The proposed concept may be integrated into the flow for populating the operating system specific SRAT (System Resource Affinity Table) and HMAT (Heterogeneous Memory Attribute Table) structures.
The proposed concept may enable CXL memory systems to organize CXL memory NUMA more accurately in terms of latencies/bandwidths, or other attributes including RAS NUMA domains, etc.
Various examples of the present disclosure may provide a mechanism (method and apparatus) for system software to publish, for CXL memories, a set of NUMA metrics (e.g., information characterizing the non-uniform memory architecture, including at least one characteristic of one or more memory devices)—such as latency, bandwidth, RAS capability (error rate), power domains, to end users and enable end user selection of metrics of interest from the published list. Given CXL memories involve different media types with large variables for these NUMA metrics, it is important to focus on those of interest to the end user.
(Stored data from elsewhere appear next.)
//! Realtime integration tests

mod broadcast_test;
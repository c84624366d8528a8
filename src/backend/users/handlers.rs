/**
 * User Administration Handlers
 *
 * HTTP handlers for `/api/users`. Every route here sits behind
 * `auth_middleware` and `require_admin`.
 *
 * # Routes
 *
 * - `GET /api/users?page&limit` - list accounts
 * - `POST /api/users` - create an account (201)
 * - `PUT /api/users/{id}/role` - change an account's role
 * - `DELETE /api/users/{id}` - remove an account
 */

use std::sync::Arc;

use axum::{
    extract::{rejection::JsonRejection, Path, Query, State},
    http::StatusCode,
    response::Json,
};
use serde::Deserialize;
use serde_json::{json, Value};

use crate::backend::contacts::handlers::parse_id;
use crate::backend::error::BackendError;
use crate::backend::middleware::auth::AuthUser;
use crate::backend::users::service::{CreateUserRequest, UserPage, UserService, DEFAULT_USER_PAGE_SIZE};
use crate::shared::PageRequest;

#[derive(Debug, Default, Deserialize)]
pub struct ListUsersQuery {
    pub page: Option<String>,
    pub limit: Option<String>,
}

#[derive(Debug, Default, Deserialize)]
pub struct UpdateRoleRequest {
    #[serde(default)]
    pub role: Option<String>,
}

/// List users (GET /api/users)
pub async fn list_users(
    State(users): State<Arc<UserService>>,
    Query(query): Query<ListUsersQuery>,
) -> Result<Json<UserPage>, BackendError> {
    let page = PageRequest::parse(query.page.as_deref(), query.limit.as_deref(), DEFAULT_USER_PAGE_SIZE);
    Ok(Json(users.list(page).await?))
}

/// Create a user (POST /api/users)
///
/// # Example Response
///
/// ```json
/// {
///   "message": "User created successfully",
///   "user": { "id": "...", "username": "carol", "role": "user", "createdAt": "...", "updatedAt": "..." }
/// }
/// ```
pub async fn create_user(
    State(users): State<Arc<UserService>>,
    payload: Result<Json<CreateUserRequest>, JsonRejection>,
) -> Result<(StatusCode, Json<Value>), BackendError> {
    let Json(request) = payload?;
    let user = users.create(&request).await?;
    Ok((
        StatusCode::CREATED,
        Json(json!({ "message": "User created successfully", "user": user })),
    ))
}

/// Change a user's role (PUT /api/users/{id}/role)
pub async fn update_user_role(
    State(users): State<Arc<UserService>>,
    AuthUser(actor): AuthUser,
    Path(id): Path<String>,
    payload: Result<Json<UpdateRoleRequest>, JsonRejection>,
) -> Result<Json<Value>, BackendError> {
    let id = parse_id(&id, "User")?;
    let Json(request) = payload?;
    let user = users.update_role(&actor, id, request.role.as_deref()).await?;
    Ok(Json(json!({ "message": "User role updated successfully", "user": user })))
}

/// Delete a user (DELETE /api/users/{id})
pub async fn delete_user(
    State(users): State<Arc<UserService>>,
    AuthUser(actor): AuthUser,
    Path(id): Path<String>,
) -> Result<Json<Value>, BackendError> {
    let id = parse_id(&id, "User")?;
    users.delete(&actor, id).await?;
    Ok(Json(json!({ "message": "User deleted successfully" })))
}
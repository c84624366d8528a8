/**
 * Authentication Handler Types
 *
 * This module defines the request and response types used by the login and
 * current-user handlers, and the user representation returned by the admin
 * endpoints.
 */

use chrono::{DateTime, Utc};
use serde::{Deserialize, Serialize};
use uuid::Uuid;

use crate::backend::auth::users::{Role, User};

/// Login request
///
/// Missing fields deserialize as empty so the handler can report them with
/// the usual error body.
#[derive(Deserialize, Serialize, Debug, Default)]
pub struct LoginRequest {
    #[serde(default)]
    pub username: String,
    #[serde(default)]
    pub password: String,
}

/// Auth response
///
/// Returned by the login handler.
#[derive(Serialize, Deserialize, Debug)]
#[serde(rename_all = "camelCase")]
pub struct AuthResponse {
    /// JWT token for authentication
    pub token: String,
    pub username: String,
    pub user_id: Uuid,
    pub role: Role,
}

/// User response (without sensitive data)
///
/// Contains user information that is safe to return to clients.
/// Does not include the password hash.
#[derive(Serialize, Deserialize, Debug, Clone, PartialEq, Eq)]
#[serde(rename_all = "camelCase")]
pub struct UserResponse {
    pub id: Uuid,
    pub username: String,
    pub role: Role,
    pub created_at: DateTime<Utc>,
    pub updated_at: DateTime<Utc>,
}

impl From<&User> for UserResponse {
    fn from(user: &User) -> Self {
        Self {
            id: user.id,
            username: user.username.clone(),
            role: user.role,
            created_at: user.created_at,
            updated_at: user.updated_at,
        }
    }
}

impl From<User> for UserResponse {
    fn from(user: User) -> Self {
        Self::from(&user)
    }
}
Various examples may provide a mechanism for system software to, for a given NUMA metric of interest (memory error rate, for example), monitor the capability of CXL memories (e.g., monitoring memory error rates for the various memories), and maintain an updated RAS NUMA table for example, that exposes run-time RAS NUMA capabilities to end users. The RAS NUMA table may combine vendor provided CDAT, if available, with what the OS actually observes in terms of memory errors and is therefore more accurate. Likewise, if the metric of interest was memory latency, a vendor may publish a device latency of, for example, 200 ns. However, the OS may measure a true latency that may be say 400 ns, possibly because the device is sitting behind a CXL switch. Therefore, the NUMA table provided in the proposed concept may use the operating system-measured values that are more accurate. Since it is possible to expose different NUMA attributes (the non-uniformity in NUMA could be error rates/RAS or latency, or bandwidth, or power-related, etc.), the proposed concept may include multi-dimensional NUMA capability based on metrics selected by end users.
Various examples may provide a mechanism for system SW to handle hot plugging of CXL devices and intercept a hot plugged device with the proposed IP block to figure out how it fits with existing published multi-dimensional RAS NUMA capabilities.
More details and aspects of the concept for multi-dimensional CXL software NUMA abstractions are mentioned in connection with the proposed concept, or one or more examples described above or below (e.g.,
In the following, some examples of the proposed concept are presented: An example (e.g., example 1) relates to an apparatus (10) for a computer system (100), the apparatus comprising interface circuitry (12), machine-readable instructions, and processing circuitry (14) to execute the machine-readable instructions to determine a presence of one or more memory devices (104, 106) connected to at least one processor (102) of the computer system via a serial communication-based processor-to-memory interface, the one or more memory devices being part of a non-uniform memory architecture used by the computer system, determine at least one characteristic for the one or more memory devices by estimating or measuring a performance of the one or more memory devices as observed by the at least one processor, and provide information on the at least one characteristic of the one or more memory devices as part of information characterizing the non-uniform memory architecture.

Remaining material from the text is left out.